"What about Englishmen?" demanded Clavering sarcastically. "I thought they were bad artists but real lovers."
"I know little of Englishmen. Zattiany was never appointed to St. James's, and although, of course, I met many of them in the service on the continent, and even visited London several times, it must have happened that I was interested in some one else or in a state of profound reaction from love at the time—at least so I infer. It is a long while ago. I remember only the fact.
"Those whom I tried to love would soon have tired of me had I not played the game as adroitly as themselves, and if I had permitted them to feel sure of me. The last thing any of them wanted was depth of feeling, tragic passion.… My most desperate affair was my last—after a long interval.… I was in my early forties. I had thought myself too utterly disillusioned ever to imagine myself in love again. Men are gross and ridiculous creatures in the main, and aside from my personal disappointments, I thought it was time for that chapter of my life to finish; I was amusing myself with diplomatic intrigue. I was in the Balkans at the time, that breeding ground of war microbes, and I was interested in a very delicate situation in which I played a certain part.
"The awakening was violent. He was an Austrian, with an important place in the Government; he came to Belgrade on a private mission. He was a very great person in many ways, and I think I really loved him, for he seemed to me entirely worthy of it. He certainly was mad enough about me for a time—for a year, to be exact. When he returned to Vienna it was not difficult for me to find an excuse to go also. Although Zattiany was a Hungarian, he never visited his Hungarian estates except for the boar hunting, and spent his time when on leave, or between appointments, in Vienna, where he had inherited a palace—I must tell you that the city residence of a nobleman in the Dual Empire was always called a palace, however much it might look like a house.

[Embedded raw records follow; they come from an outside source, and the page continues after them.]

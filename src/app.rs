use std::sync::Arc;

use iced::window::Id;
use iced::{Element, Task};

use crate::adapters::{ArboardClipboard, ChainedEngineResolver, TesseractOcrService};
use crate::core::models::AppSettings;
use crate::core::orchestrators::app_orchestrator::{AppOrchestrator, OrchestratorMessage};
use crate::core::services::{CapturePipeline, EngineCache, ImagePreprocessor};
use crate::global_constants::LOG_TAG_APP;
use crate::ports::{SystemMousePositionProvider, XcapScreenCapturer};

pub struct TextExtractorApp {
    orchestrator: AppOrchestrator,
}

impl TextExtractorApp {
    pub fn build() -> (Self, Task<OrchestratorMessage>) {
        log::info!("{} Initializing application", LOG_TAG_APP);

        let settings = AppSettings::load().unwrap_or_else(|e| {
            log::warn!("{} Failed to load settings: {:#}, using defaults", LOG_TAG_APP, e);
            AppSettings::default()
        });

        let engine_cache = Arc::new(EngineCache::new(Arc::new(
            ChainedEngineResolver::from_environment(&settings),
        )));
        let preprocessor = Arc::new(ImagePreprocessor::from_settings(&settings.preprocessing));
        log::info!(
            "{} Preprocessing steps: {:?}",
            LOG_TAG_APP,
            preprocessor.step_names()
        );

        let pipeline = CapturePipeline::build(
            Arc::new(XcapScreenCapturer::initialize()),
            preprocessor,
            engine_cache,
            Arc::new(TesseractOcrService::build(&settings.ocr)),
        );

        let orchestrator = AppOrchestrator::build(
            pipeline,
            Arc::new(SystemMousePositionProvider::initialize()),
            Arc::new(ArboardClipboard::initialize()),
            settings,
        );

        let startup = Task::batch(vec![
            Task::done(OrchestratorMessage::OpenMainWindow),
            orchestrator.probe_engine(),
        ]);

        (Self { orchestrator }, startup)
    }

    pub fn window_title(&self, window_id: Id) -> String {
        self.orchestrator.get_window_title(window_id)
    }

    pub fn handle_update(&mut self, message: OrchestratorMessage) -> Task<OrchestratorMessage> {
        self.orchestrator.update(message)
    }

    pub fn render_view(&self, window_id: Id) -> Element<'_, OrchestratorMessage> {
        self.orchestrator.render_view(window_id)
    }

    pub fn handle_subscription(&self) -> iced::Subscription<OrchestratorMessage> {
        use iced::window;

        iced::event::listen_with(|event, _status, id| {
            if let iced::Event::Window(window::Event::Closed) = event {
                return Some(OrchestratorMessage::WindowClosed(id));
            }
            None
        })
    }
}
use anyhow::Context;
use serde::{Deserialize, Serialize};
use std::fmt;
use std::path::{Path, PathBuf};

use crate::global_constants;

#[derive(Debug, Clone, Copy, Serialize, Deserialize, PartialEq, Default)]
pub enum ThemeMode {
    #[default]
    Dark,
    Light,
}

impl fmt::Display for ThemeMode {
    fn fmt(&self, f: &mut fmt::Formatter<'_>) -> fmt::Result {
        match self {
            ThemeMode::Dark => write!(f, "Dark"),
            ThemeMode::Light => write!(f, "Light"),
        }
    }
}

#[derive(Debug, Clone, Copy, Serialize, Deserialize, PartialEq, Eq, Default)]
pub enum UpscaleFilter {
    #[default]
    Nearest,
    Lanczos3,
}

impl From<UpscaleFilter> for image::imageops::FilterType {
    fn from(filter: UpscaleFilter) -> Self {
        match filter {
            UpscaleFilter::Nearest => image::imageops::FilterType::Nearest,
            UpscaleFilter::Lanczos3 => image::imageops::FilterType::Lanczos3,
        }
    }
}

#[derive(Debug, Clone, Serialize, Deserialize, PartialEq)]
#[serde(default)]
pub struct PreprocessSettings {
    pub grayscale: bool,
    pub auto_contrast: bool,
    pub auto_contrast_cutoff_percent: f32,
    pub threshold: u8,
    pub upscale_factor: u32,
    pub upscale_filter: UpscaleFilter,
}

impl Default for PreprocessSettings {
    fn default() -> Self {
        Self {
            grayscale: true,
            auto_contrast: false,
            auto_contrast_cutoff_percent: global_constants::DEFAULT_AUTO_CONTRAST_CUTOFF_PERCENT,
            threshold: global_constants::DEFAULT_THRESHOLD,
            upscale_factor: global_constants::DEFAULT_UPSCALE_FACTOR,
            upscale_filter: UpscaleFilter::default(),
        }
    }
}

#[derive(Debug, Clone, Serialize, Deserialize, PartialEq)]
#[serde(default)]
pub struct OcrSettings {
    pub language: String,
    pub engine_mode: u8,
    pub page_segmentation_mode: u8,
}

impl Default for OcrSettings {
    fn default() -> Self {
        Self {
            language: global_constants::DEFAULT_OCR_LANGUAGE.to_string(),
            engine_mode: global_constants::DEFAULT_OCR_ENGINE_MODE,
            page_segmentation_mode: global_constants::DEFAULT_PAGE_SEGMENTATION_MODE,
        }
    }
}

impl OcrSettings {
    pub fn to_engine_args(&self) -> Vec<String> {
        vec![
            "-l".to_string(),
            self.language.clone(),
            "--oem".to_string(),
            self.engine_mode.to_string(),
            "--psm".to_string(),
            self.page_segmentation_mode.to_string(),
        ]
    }
}

#[derive(Debug, Clone, Serialize, Deserialize, PartialEq)]
#[serde(default)]
pub struct AppSettings {
    pub theme_mode: ThemeMode,
    pub engine_path: Option<PathBuf>,
    pub ocr: OcrSettings,
    pub preprocessing: PreprocessSettings,
    pub min_selection_size: u32,
    pub capture_delay_ms: u64,
}

impl Default for AppSettings {
    fn default() -> Self {
        Self {
            theme_mode: ThemeMode::default(),
            engine_path: None,
            ocr: OcrSettings::default(),
            preprocessing: PreprocessSettings::default(),
            min_selection_size: global_constants::DEFAULT_MIN_SELECTION_SIZE,
            capture_delay_ms: global_constants::DEFAULT_CAPTURE_DELAY_MS,
        }
    }
}

impl AppSettings {
    pub fn load() -> anyhow::Result<Self> {
        let settings_path = Self::get_settings_file_path()?;
        Self::load_from(&settings_path)
    }

    fn load_from(settings_path: &Path) -> anyhow::Result<Self> {
        if !settings_path.exists() {
            log::info!("[SETTINGS] No settings file found, using defaults");
            let default_settings = Self::default();
            default_settings.save_to(settings_path)?;
            return Ok(default_settings);
        }

        let contents = std::fs::read_to_string(settings_path)
            .with_context(|| format!("Failed to read settings from {:?}", settings_path))?;
        let settings: AppSettings = serde_json::from_str(&contents)
            .with_context(|| format!("Failed to parse settings in {:?}", settings_path))?;

        log::info!("[SETTINGS] Loaded settings from {:?}", settings_path);
        log::debug!("[SETTINGS] Preprocessing: {:?}", settings.preprocessing);
        log::debug!("[SETTINGS] Engine path override: {:?}", settings.engine_path);

        Ok(settings)
    }

    fn save_to(&self, settings_path: &Path) -> anyhow::Result<()> {
        if let Some(parent) = settings_path.parent() {
            std::fs::create_dir_all(parent)
                .with_context(|| format!("Failed to create {:?}", parent))?;
        }

        let contents = serde_json::to_string_pretty(self)?;
        std::fs::write(settings_path, contents)
            .with_context(|| format!("Failed to write settings to {:?}", settings_path))?;

        log::info!("[SETTINGS] Saved settings to {:?}", settings_path);
        Ok(())
    }

    fn get_settings_file_path() -> anyhow::Result<PathBuf> {
        let config_dir = dirs::config_dir()
            .ok_or_else(|| anyhow::anyhow!("Could not find config directory"))?
            .join(global_constants::APPLICATION_DIR_NAME);

        Ok(config_dir.join(global_constants::SETTINGS_FILE_NAME))
    }
}

#[cfg(test)]
mod tests {
    use super::*;

    #[test]
    fn test_theme_mode_default_is_dark() {
        assert_eq!(ThemeMode::default(), ThemeMode::Dark);
    }

    #[test]
    fn test_app_settings_default_values() {
        let settings = AppSettings::default();

        assert_eq!(settings.theme_mode, ThemeMode::Dark);
        assert!(settings.engine_path.is_none());
        assert!(settings.preprocessing.grayscale);
        assert!(!settings.preprocessing.auto_contrast);
        assert_eq!(settings.preprocessing.threshold, 150);
        assert_eq!(settings.preprocessing.upscale_factor, 2);
        assert_eq!(settings.preprocessing.upscale_filter, UpscaleFilter::Nearest);
        assert_eq!(settings.min_selection_size, 5);
        assert_eq!(settings.capture_delay_ms, 200);
    }

    #[test]
    fn test_default_engine_args_match_single_block_english() {
        let args = OcrSettings::default().to_engine_args();

        assert_eq!(args, vec!["-l", "eng", "--oem", "3", "--psm", "6"]);
    }

    #[test]
    fn test_deserialization_fills_missing_fields_with_defaults() {
        let json = r#"{
            "theme_mode": "Light",
            "preprocessing": { "threshold": 120 }
        }"#;

        let settings: AppSettings = serde_json::from_str(json).unwrap();

        assert_eq!(settings.theme_mode, ThemeMode::Light);
        assert_eq!(settings.preprocessing.threshold, 120);
        assert_eq!(settings.preprocessing.upscale_factor, 2);
        assert_eq!(settings.ocr.language, "eng");
    }

    #[test]
    fn test_load_from_missing_file_writes_defaults() {
        let temp_dir = tempfile::tempdir().unwrap();
        let settings_path = temp_dir.path().join("nested").join("settings.json");

        let settings = AppSettings::load_from(&settings_path).unwrap();

        assert_eq!(settings, AppSettings::default());
        assert!(settings_path.exists());
    }

    #[test]
    fn test_save_and_load_roundtrip() {
        let temp_dir = tempfile::tempdir().unwrap();
        let settings_path = temp_dir.path().join("settings.json");

        let mut original_settings = AppSettings::default();
        original_settings.engine_path = Some(PathBuf::from("/opt/tesseract/bin/tesseract"));
        original_settings.preprocessing.auto_contrast = true;
        original_settings.preprocessing.upscale_filter = UpscaleFilter::Lanczos3;
        original_settings.save_to(&settings_path).unwrap();

        let loaded_settings = AppSettings::load_from(&settings_path).unwrap();

        assert_eq!(loaded_settings, original_settings);
    }

    #[test]
    fn test_load_from_invalid_json_fails_with_context() {
        let temp_dir = tempfile::tempdir().unwrap();
        let settings_path = temp_dir.path().join("settings.json");
        std::fs::write(&settings_path, "{ not json").unwrap();

        let error = AppSettings::load_from(&settings_path).unwrap_err();

        assert!(error.to_string().contains("Failed to parse settings"));
    }
}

"I shall always remember this man with a certain pleasure and respect, for he is the only man who ever made me suffer. A woman forgets the lovers she has dismissed as quickly as possible. Their memory is hateful to her, like the memory of all mistakes. But this man made me suffer horribly. (He married a young girl, out of duty to his House, and unexpectedly fell in love with her.) Therefore, although I recovered, and completely, still do I sometimes dwell with a certain cynical pleasure on the memory of him——"

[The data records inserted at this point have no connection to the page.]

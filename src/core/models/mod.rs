mod capture_target;
mod captured_image;
mod display_geometry;
mod ocr;
mod pipeline_state;
mod screen_region;
mod user_settings;

pub use capture_target::CaptureTarget;
pub use captured_image::CapturedImage;
pub use display_geometry::DisplayGeometry;
pub use ocr::{EngineSource, ExtractionResult, OcrEngineHandle};
pub use pipeline_state::PipelineState;
pub use screen_region::ScreenRegion;
pub use user_settings::{AppSettings, OcrSettings, PreprocessSettings, ThemeMode, UpscaleFilter};
pub trait MousePositionProvider: Send + Sync {
    fn get_current_mouse_position(&self) -> Result<(i32, i32), String>;
}
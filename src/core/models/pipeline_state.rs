use std::fmt;

/// Where the shell is within a capture run.
#[derive(Debug, Clone, Copy, PartialEq, Eq, Default)]
pub enum PipelineState {
    #[default]
    Idle,
    Selecting,
    Capturing,
    Processing,
    Recognizing,
    Displaying,
    Error,
}

impl PipelineState {
    pub fn is_busy(&self) -> bool {
        !matches!(self, PipelineState::Idle)
    }
}

impl fmt::Display for PipelineState {
    fn fmt(&self, f: &mut fmt::Formatter<'_>) -> fmt::Result {
        match self {
            PipelineState::Idle => write!(f, "Idle"),
            PipelineState::Selecting => write!(f, "Selecting"),
            PipelineState::Capturing => write!(f, "Capturing"),
            PipelineState::Processing => write!(f, "Processing"),
            PipelineState::Recognizing => write!(f, "Recognizing"),
            PipelineState::Displaying => write!(f, "Displaying"),
            PipelineState::Error => write!(f, "Error"),
        }
    }
}
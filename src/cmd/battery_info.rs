/* One-shot read of one or more batteries, printed to stdout. */

use std::time::Duration;

use anyhow::{Result, bail};
use clap::Args;
use tracing::warn;

use crate::bms::{self, BmsKind};
use crate::cmd::{DeviceFlags, parse_duration, write_record};
use crate::modbus::{Protocol, reader_for};

#[derive(Args, Debug)]
pub struct BatteryInfoArgs {
    #[command(flatten)]
    pub device: DeviceFlags,

    /// IDs of the batteries to get info from. Default: 1 thru 64.
    #[arg(long = "battery-ids", short = 'i', value_delimiter = ',')]
    pub ids: Vec<u8>,

    /// Timeout when reading from serial ports.
    #[arg(long, short = 't', default_value = "500ms", value_parser = parse_duration)]
    pub read_timeout: Duration,

    /// Battery type.
    #[arg(long, default_value = "EG4LLv2")]
    pub bms_type: BmsKind,

    /// Wire protocol; `auto` picks the battery type's default.
    #[arg(long, default_value = "auto")]
    pub protocol: Protocol,
}

pub async fn run(args: BatteryInfoArgs) -> Result<()> {
    let ids: Vec<u8> = if args.ids.is_empty() {
        (1..=64).collect()
    } else {
        args.ids.clone()
    };

    let battery = bms::instance(args.bms_type);
    let protocol = match args.protocol {
        Protocol::Auto => battery.default_protocol(args.device.device_type),
        p => p,
    };
    let port = args.device.open().await?;
    let reader = reader_for(port.clone(), protocol, args.bms_type.family())?;

    let mut errors = Vec::new();
    for id in ids {
        let info = match battery.read_info(reader.as_ref(), id, args.read_timeout).await {
            Ok(info) => info,
            Err(e) => {
                warn!(id, error = %e, "error getting battery info");
                errors.push(format!("battery #{id}: {e}"));
                port.reopen_with_backoff().await?;
                continue;
            }
        };
        let extra = match battery
            .read_extra_info(reader.as_ref(), id, args.read_timeout)
            .await
        {
            Ok(extra) => Some(extra),
            Err(e) => {
                warn!(id, error = %e, "error getting extra battery info");
                errors.push(format!("battery #{id} extra info: {e}"));
                port.reopen_with_backoff().await?;
                continue;
            }
        };

        println!("Battery #{id}\n===========");
        let mut stdout = std::io::stdout();
        write_record(&mut stdout, &info);
        if let Some(extra) = extra {
            write_record(&mut stdout, &extra);
        }
        println!();
    }

    if !errors.is_empty() {
        bail!("{}", errors.join("\n"));
    }
    Ok(())
}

"Have you never seen him since?" asked Clavering sharply. He had returned to his chair. "How long ago was that?"
"Quite sixteen years ago. I did not visit Vienna again for several years; in fact, not until after my husband's death, when I returned there to live. But by that time I had lost both youth and beauty. His wife had died, but left him an heir, and he showed no disposition to marry again; certainly he was as indifferent to me as I to him. We often met, and as he respected my mind and my knowledge of European affairs, we talked politics together, and he sometimes asked my advice.
"But to go back. After that was over I determined to put love definitely out of my life. I believed then and finally that I had not the gift of inspiring love; nor would I ever risk humiliation and suffering again. I played the great game of life and politics. I was still beautiful—for a few years—I had an increasingly great position, all the advantages, obvious and subtle, that money could procure. My maid was very clever. My gowns, as time went on, were of a magnificent simplicity; all frou-frous were renounced. I had no mind to invite the valuation I heard applied to certain American women in Paris: 'elderly and dressy.'"
Clavering laughed for the first time. "I wonder you ever made a mistake of any sort. I also wonder if you are a type as well as an individual? I have, I think, followed intelligently your psychological involutions and convolutions so far. I am only hoping you will not get beyond my depth. What was your attitude toward your past mistakes—beyond what you have told me? Did you suffer remorse, as I am told women do when they either voluntarily renounce or are permitted to sin no more?"
"I neither regarded them as mistakes nor did I suffer remorse. Every human being makes what are called mistakes and those happened to be mine. Therefore I dismissed them to the limbo of the inevitable.… As your world, I am told, looks upon you as the coming dramatist, it may appeal to your imagination to visualize that secret and vital and dramatic undercurrent of what was on the surface a proud and splendid life.… Or, if there are regrets, it is for the weight of memories, the completeness of disillusion, the slaying of mental youth—which cannot survive brutal facts.